**Your objective**. Scan the records for the string "impl" and state how many lines contain it, using the number alone.

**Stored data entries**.

+ + + + + + +

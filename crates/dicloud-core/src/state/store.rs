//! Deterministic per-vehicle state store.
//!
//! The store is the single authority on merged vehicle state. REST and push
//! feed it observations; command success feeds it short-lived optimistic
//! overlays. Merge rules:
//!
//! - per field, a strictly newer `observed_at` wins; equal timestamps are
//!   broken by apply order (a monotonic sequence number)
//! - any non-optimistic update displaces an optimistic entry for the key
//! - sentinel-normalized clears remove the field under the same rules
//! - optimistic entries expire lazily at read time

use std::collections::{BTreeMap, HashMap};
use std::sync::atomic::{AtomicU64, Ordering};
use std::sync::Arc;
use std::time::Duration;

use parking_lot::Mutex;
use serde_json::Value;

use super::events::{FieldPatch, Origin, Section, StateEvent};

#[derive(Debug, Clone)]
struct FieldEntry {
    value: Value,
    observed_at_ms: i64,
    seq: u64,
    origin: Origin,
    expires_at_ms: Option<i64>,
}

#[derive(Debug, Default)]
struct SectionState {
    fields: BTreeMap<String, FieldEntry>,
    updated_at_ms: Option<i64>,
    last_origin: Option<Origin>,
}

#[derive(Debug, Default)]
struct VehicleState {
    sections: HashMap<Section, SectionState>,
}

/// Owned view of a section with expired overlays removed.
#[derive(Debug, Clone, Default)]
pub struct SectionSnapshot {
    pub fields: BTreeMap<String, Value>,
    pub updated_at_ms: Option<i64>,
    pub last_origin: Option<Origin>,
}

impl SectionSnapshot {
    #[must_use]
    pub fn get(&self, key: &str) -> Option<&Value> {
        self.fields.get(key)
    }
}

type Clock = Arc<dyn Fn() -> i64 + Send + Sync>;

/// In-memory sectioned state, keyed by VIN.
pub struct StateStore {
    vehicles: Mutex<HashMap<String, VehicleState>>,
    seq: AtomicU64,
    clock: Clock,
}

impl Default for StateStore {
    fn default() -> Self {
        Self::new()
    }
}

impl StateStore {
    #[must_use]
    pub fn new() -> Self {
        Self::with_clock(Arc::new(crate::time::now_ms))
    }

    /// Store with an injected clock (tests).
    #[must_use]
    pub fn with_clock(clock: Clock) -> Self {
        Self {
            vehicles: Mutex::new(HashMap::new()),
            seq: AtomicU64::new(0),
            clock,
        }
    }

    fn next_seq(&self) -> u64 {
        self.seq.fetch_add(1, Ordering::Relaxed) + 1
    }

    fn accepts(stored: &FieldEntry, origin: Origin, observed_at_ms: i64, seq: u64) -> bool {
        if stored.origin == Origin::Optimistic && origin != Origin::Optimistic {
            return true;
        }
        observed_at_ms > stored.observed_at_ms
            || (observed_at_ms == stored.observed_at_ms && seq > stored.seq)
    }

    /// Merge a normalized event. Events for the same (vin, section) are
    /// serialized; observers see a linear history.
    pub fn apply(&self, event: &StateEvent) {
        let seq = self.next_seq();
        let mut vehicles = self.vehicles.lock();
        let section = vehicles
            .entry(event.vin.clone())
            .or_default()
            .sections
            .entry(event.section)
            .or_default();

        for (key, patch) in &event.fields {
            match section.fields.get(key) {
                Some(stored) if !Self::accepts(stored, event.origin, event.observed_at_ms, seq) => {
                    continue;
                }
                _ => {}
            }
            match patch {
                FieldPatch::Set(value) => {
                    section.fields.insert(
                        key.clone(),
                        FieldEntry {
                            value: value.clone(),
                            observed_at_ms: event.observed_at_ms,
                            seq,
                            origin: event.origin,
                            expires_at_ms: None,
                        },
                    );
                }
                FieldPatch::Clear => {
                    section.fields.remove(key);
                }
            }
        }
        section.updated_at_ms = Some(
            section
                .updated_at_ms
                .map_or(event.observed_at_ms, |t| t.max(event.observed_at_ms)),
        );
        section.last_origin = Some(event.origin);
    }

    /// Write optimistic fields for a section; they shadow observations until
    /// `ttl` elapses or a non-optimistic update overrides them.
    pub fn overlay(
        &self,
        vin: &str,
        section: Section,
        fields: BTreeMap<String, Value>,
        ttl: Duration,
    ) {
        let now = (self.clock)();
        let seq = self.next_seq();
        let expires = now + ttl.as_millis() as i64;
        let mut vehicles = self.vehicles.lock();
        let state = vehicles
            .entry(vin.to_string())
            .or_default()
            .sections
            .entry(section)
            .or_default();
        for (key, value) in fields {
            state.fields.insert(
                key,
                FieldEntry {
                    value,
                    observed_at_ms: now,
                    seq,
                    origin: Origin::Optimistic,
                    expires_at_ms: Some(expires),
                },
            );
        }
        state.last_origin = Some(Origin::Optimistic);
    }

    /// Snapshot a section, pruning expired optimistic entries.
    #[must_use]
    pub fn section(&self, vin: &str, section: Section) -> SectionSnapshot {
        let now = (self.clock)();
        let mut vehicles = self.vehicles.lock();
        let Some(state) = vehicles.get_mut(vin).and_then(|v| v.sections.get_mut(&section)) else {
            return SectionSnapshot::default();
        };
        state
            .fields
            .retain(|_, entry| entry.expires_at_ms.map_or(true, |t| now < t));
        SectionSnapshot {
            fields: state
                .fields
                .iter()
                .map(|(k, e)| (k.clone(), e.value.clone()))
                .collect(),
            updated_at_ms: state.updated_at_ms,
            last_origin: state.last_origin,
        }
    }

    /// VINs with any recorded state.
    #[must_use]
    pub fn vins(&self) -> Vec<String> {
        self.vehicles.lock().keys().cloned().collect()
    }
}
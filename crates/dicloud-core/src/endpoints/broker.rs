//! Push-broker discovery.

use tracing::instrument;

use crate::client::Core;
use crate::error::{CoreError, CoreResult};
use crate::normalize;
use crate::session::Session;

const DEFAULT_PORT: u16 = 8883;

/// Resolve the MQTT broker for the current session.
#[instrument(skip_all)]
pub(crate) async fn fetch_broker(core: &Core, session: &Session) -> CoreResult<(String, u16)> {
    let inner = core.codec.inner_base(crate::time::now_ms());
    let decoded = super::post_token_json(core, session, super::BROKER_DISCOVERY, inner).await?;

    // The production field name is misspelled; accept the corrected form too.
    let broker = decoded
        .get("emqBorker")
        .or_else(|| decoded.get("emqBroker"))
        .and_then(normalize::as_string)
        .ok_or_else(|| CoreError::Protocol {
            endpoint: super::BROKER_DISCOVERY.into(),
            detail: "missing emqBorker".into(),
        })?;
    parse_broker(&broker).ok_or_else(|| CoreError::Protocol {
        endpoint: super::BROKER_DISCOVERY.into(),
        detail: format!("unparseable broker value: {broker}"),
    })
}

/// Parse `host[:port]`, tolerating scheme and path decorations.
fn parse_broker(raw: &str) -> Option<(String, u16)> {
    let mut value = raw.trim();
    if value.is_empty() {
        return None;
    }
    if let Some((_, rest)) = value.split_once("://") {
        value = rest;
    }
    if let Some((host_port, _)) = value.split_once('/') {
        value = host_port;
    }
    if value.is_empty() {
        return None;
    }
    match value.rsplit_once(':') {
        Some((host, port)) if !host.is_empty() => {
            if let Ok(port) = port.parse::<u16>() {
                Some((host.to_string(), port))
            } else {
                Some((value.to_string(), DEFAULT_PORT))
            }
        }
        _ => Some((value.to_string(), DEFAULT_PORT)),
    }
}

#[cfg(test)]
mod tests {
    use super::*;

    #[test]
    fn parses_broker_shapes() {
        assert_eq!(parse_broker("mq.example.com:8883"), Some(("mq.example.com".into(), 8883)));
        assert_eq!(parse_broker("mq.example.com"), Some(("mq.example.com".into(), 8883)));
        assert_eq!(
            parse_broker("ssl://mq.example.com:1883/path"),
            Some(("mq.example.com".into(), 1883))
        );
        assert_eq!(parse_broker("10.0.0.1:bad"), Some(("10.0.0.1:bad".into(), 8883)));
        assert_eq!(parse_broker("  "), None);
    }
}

+ + + + + + +

**Answer space**. 3